◆ **What you have to do**
Below are records; output all of them exactly.

[Dataset entries]
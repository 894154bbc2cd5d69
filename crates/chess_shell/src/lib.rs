//! Terminal front end for two players sharing one screen.
//!
//! Provides:
//! - [`Session`]: square-selection controller over a [`chess_rules::RulesEngine`]
//! - [`Command`]: parsing of one input line
//! - [`Renderer`]: text board with selection and destination markers
//! - [`ShellConfig`]: TOML configuration
//! - [`run`]: the read-eval-print loop tying them together

mod command;
mod config;
mod render;
mod session;
mod shell;

pub use command::*;
pub use config::*;
pub use render::*;
pub use session::*;
pub use shell::*;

◆ **Your solution**
repository 894154bbc2cd5d69
filename crates/chess_shell/src/lib.rs
//! Terminal front end for two players sharing one screen.
//!
//! Provides:
//! - [`Session`]: square-selection controller over a [`chess_rules::RulesEngine`]
//! - [`Command`]: parsing of one input line
//! - [`Renderer`]: text board with selection and destination markers
//! - [`ShellConfig`]: TOML configuration
//! - [`run`]: the read-eval-print loop tying them together

mod command;
mod config;
mod render;
mod session;
mod shell;

pub use command::*;
pub use config::*;
pub use render::*;
pub use session::*;
pub use shell::*;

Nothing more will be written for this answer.